Could be a little higher than that and closer to 300 of United planes.

Mark Dankberg

Analyst

Okay. So this will add to our proportion of that. I think United is still – but we don’t want to speak for United in terms of what their fleet wide planning is. I think they will speak for themselves in terms of how they are going to come and deliver the services through the course of the fleet throughout the fleet. I think our understanding is in general they are excited about the capabilities that we offer and I think you will see that they will more – probably more likely to try to figure out and leverage them to support them.

Mike Crawford

Analyst

Okay. Thank you. And in Europe you have a dispute with the regulator there Ofcom regarding Inmarsat’s use of spectrum that was supposed to be for satellite mobile phones and etcetera – I m sorry our European aviation network where they have this 300 tower build out and so A, what do you think on your prospects in regards to that fight and then B, if that purpose without spectrum is able to be used for that purpose I mean what would you be able to use your Ka-band spectrum for 5G service in Europe?

Mark Dankberg

Analyst

Okay. Let’s open it up for that question. So basically our position is that the application that the EAN application will deliver something like 99% of all the bandwidth that’s delivered to passengers on airplanes through ground network as opposed to satellite that the intent was that the ground network augment the satellite not that it basically be the network and with the satellite providing a tiny part that’s our position I think will be about I think it will be resolved on the merits.

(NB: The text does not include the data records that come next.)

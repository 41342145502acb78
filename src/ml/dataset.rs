//! Labeled message datasets and split helpers.

use ndarray::{Array2, Axis};
use rand::rngs::StdRng;
use rand::seq::SliceRandom;
use rand::SeedableRng;

use crate::error::{AppError, Result};

/// Messages with their 0/1 category matrix.
///
/// Column `j` of `labels` belongs to `category_names[j]`; everything
/// downstream, from the per-category classifiers to the report rows,
/// keeps this column order.
#[derive(Debug, Clone)]
pub struct LabeledDataset {
    pub texts: Vec<String>,
    pub labels: Array2<u8>,
    pub category_names: Vec<String>,
}

impl LabeledDataset {
    /// Assemble a dataset, checking that texts, labels and names agree.
    pub fn new(
        texts: Vec<String>,
        labels: Array2<u8>,
        category_names: Vec<String>,
    ) -> Result<Self> {
        if labels.nrows() != texts.len() {
            return Err(AppError::DataFormat(format!(
                "label matrix has {} rows for {} texts",
                labels.nrows(),
                texts.len()
            )));
        }
        if labels.ncols() != category_names.len() {
            return Err(AppError::DataFormat(format!(
                "label matrix has {} columns for {} category names",
                labels.ncols(),
                category_names.len()
            )));
        }
        Ok(Self {
            texts,
            labels,
            category_names,
        })
    }

    /// Number of rows
    pub fn len(&self) -> usize {
        self.texts.len()
    }

    /// Whether the dataset has no rows
    pub fn is_empty(&self) -> bool {
        self.texts.is_empty()
    }

    /// Number of categories
    pub fn n_categories(&self) -> usize {
        self.category_names.len()
    }

    /// Rows at `indices`, in the order given.
    pub(crate) fn subset(&self, indices: &[usize]) -> LabeledDataset {
        let texts = indices.iter().map(|&i| self.texts[i].clone()).collect();
        let labels = self.labels.select(Axis(0), indices);
        LabeledDataset {
            texts,
            labels,
            category_names: self.category_names.clone(),
        }
    }

    /// Shuffle rows with a seeded RNG and split off a held-out test set.
    ///
    /// Both sides are guaranteed at least one row; the same seed on the same
    /// dataset always yields the same partition.
    pub fn train_test_split(
        &self,
        test_ratio: f64,
        seed: u64,
    ) -> Result<(LabeledDataset, LabeledDataset)> {
        if !(test_ratio > 0.0 && test_ratio < 1.0) {
            return Err(AppError::Validation(format!(
                "test_ratio must be in (0, 1), got {test_ratio}"
            )));
        }
        let n = self.len();
        if n < 2 {
            return Err(AppError::DataFormat(format!(
                "need at least 2 rows to split, got {n}"
            )));
        }

        let mut indices: Vec<usize> = (0..n).collect();
        let mut rng = StdRng::seed_from_u64(seed);
        indices.shuffle(&mut rng);

        let test_size = ((n as f64 * test_ratio).round() as usize).clamp(1, n - 1);
        let split_at = n - test_size;
        let train = self.subset(&indices[..split_at]);
        let test = self.subset(&indices[split_at..]);
        Ok((train, test))
    }

    /// Partition row indices into `k` shuffled folds for cross-validation.
    ///
    /// Fold sizes differ by at most one row.
    pub fn k_folds(&self, k: usize, seed: u64) -> Result<Vec<Vec<usize>>> {
        let n = self.len();
        if k < 2 {
            return Err(AppError::Validation(format!(
                "cross-validation needs at least 2 folds, got {k}"
            )));
        }
        if k > n {
            return Err(AppError::DataFormat(format!(
                "cannot make {k} folds out of {n} rows"
            )));
        }

        let mut indices: Vec<usize> = (0..n).collect();
        let mut rng = StdRng::seed_from_u64(seed);
        indices.shuffle(&mut rng);

        let base = n / k;
        let remainder = n % k;
        let mut folds = Vec::with_capacity(k);
        let mut start = 0;
        for fold in 0..k {
            let size = base + usize::from(fold < remainder);
            folds.push(indices[start..start + size].to_vec());
            start += size;
        }
        Ok(folds)
    }
}

#[cfg(test)]
mod tests {
    use super::*;
    use ndarray::array;

    fn sample_dataset(n: usize) -> LabeledDataset {
        let texts = (0..n).map(|i| format!("message number {i}")).collect();
        let mut labels = Array2::zeros((n, 2));
        for i in 0..n {
            labels[[i, i % 2]] = 1;
        }
        LabeledDataset::new(texts, labels, vec!["water".into(), "food".into()]).unwrap()
    }

    #[test]
    fn test_new_rejects_mismatched_shapes() {
        let err = LabeledDataset::new(
            vec!["one".into()],
            array![[1u8, 0], [0, 1]],
            vec!["water".into(), "food".into()],
        )
        .unwrap_err();
        assert!(matches!(err, AppError::DataFormat(_)));

        let err = LabeledDataset::new(
            vec!["one".into()],
            array![[1u8, 0]],
            vec!["water".into()],
        )
        .unwrap_err();
        assert!(matches!(err, AppError::DataFormat(_)));
    }

    #[test]
    fn test_split_sizes_and_order_preserved() {
        let dataset = sample_dataset(10);
        let (train, test) = dataset.train_test_split(0.2, 42).unwrap();
        assert_eq!(train.len(), 8);
        assert_eq!(test.len(), 2);
        assert_eq!(train.category_names, dataset.category_names);
        assert_eq!(test.category_names, dataset.category_names);
    }

    #[test]
    fn test_split_is_reproducible() {
        let dataset = sample_dataset(20);
        let (train_a, test_a) = dataset.train_test_split(0.25, 7).unwrap();
        let (train_b, test_b) = dataset.train_test_split(0.25, 7).unwrap();
        assert_eq!(train_a.texts, train_b.texts);
        assert_eq!(test_a.texts, test_b.texts);
        assert_eq!(train_a.labels, train_b.labels);

        let (train_c, _) = dataset.train_test_split(0.25, 8).unwrap();
        assert_ne!(train_a.texts, train_c.texts);
    }

    #[test]
    fn test_split_labels_follow_texts() {
        let dataset = sample_dataset(12);
        let (train, test) = dataset.train_test_split(0.25, 3).unwrap();
        for part in [&train, &test] {
            for (text, row) in part.texts.iter().zip(part.labels.rows()) {
                let i: usize = text
                    .rsplit(' ')
                    .next()
                    .and_then(|s| s.parse().ok())
                    .unwrap();
                assert_eq!(row[i % 2], 1, "label row moved with its text");
            }
        }
    }

    #[test]
    fn test_tiny_split_keeps_both_sides_nonempty() {
        let dataset = sample_dataset(2);
        let (train, test) = dataset.train_test_split(0.2, 42).unwrap();
        assert_eq!(train.len(), 1);
        assert_eq!(test.len(), 1);
    }

    #[test]
    fn test_invalid_ratio_rejected() {
        let dataset = sample_dataset(4);
        assert!(dataset.train_test_split(0.0, 42).is_err());
        assert!(dataset.train_test_split(1.0, 42).is_err());
        assert!(dataset.train_test_split(-0.1, 42).is_err());
    }

    #[test]
    fn test_k_folds_partition_all_rows() {
        let dataset = sample_dataset(11);
        let folds = dataset.k_folds(3, 42).unwrap();
        assert_eq!(folds.len(), 3);

        let sizes: Vec<usize> = folds.iter().map(Vec::len).collect();
        assert_eq!(sizes.iter().sum::<usize>(), 11);
        assert!(sizes.iter().all(|&s| s == 3 || s == 4));

        let mut seen: Vec<usize> = folds.into_iter().flatten().collect();
        seen.sort_unstable();
        assert_eq!(seen, (0..11).collect::<Vec<_>>());
    }

    #[test]
    fn test_k_folds_bounds() {
        let dataset = sample_dataset(3);
        assert!(dataset.k_folds(1, 42).is_err());
        assert!(dataset.k_folds(4, 42).is_err());
        assert!(dataset.k_folds(3, 42).is_ok());
    }
}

So the argument probably on the jurisdiction by jurisdiction basis, I think our understanding is that there are already at least a couple of important countries that haven’t approved EAN and that where we are contesting it in others. And I think it will be resolved on the merits, but arguments pretty straightforward. I think that the – there is a difference in taking Ka-band spectrum and applying it to 5G networks because Ka-band spectrum is generally applied, this is the difference between what’s called fixed satellites or mobile satellite service. Fixed satellite service bandwidth is only allocated to operators at specific orbital locations whereas MSS spectrum like S-band and L-band is more omni-directional. And so it’s not really practical currently to allow each of the FSS operators to use MSS spectrum on the ground. There is really no protocol for doing that.

Mike Crawford

Analyst

Okay. Thank you. And then last question also in Europe is any update on negotiations with Eutelsat?

Mark Dankberg

Analyst

Yes. I think both we and Eutelsat are working away on the agreements that would result in ViaSat-3 JV. We are not done. I think we are continuing to make progress on it.

Mike Crawford

Analyst

Okay. Thank you.

Operator

Operator

Thank you. And our next question comes from the line of Rich Valera with Needham & Company. Your line is now open.

Rich Valera

Analyst · Needham & Company. Your line is now open.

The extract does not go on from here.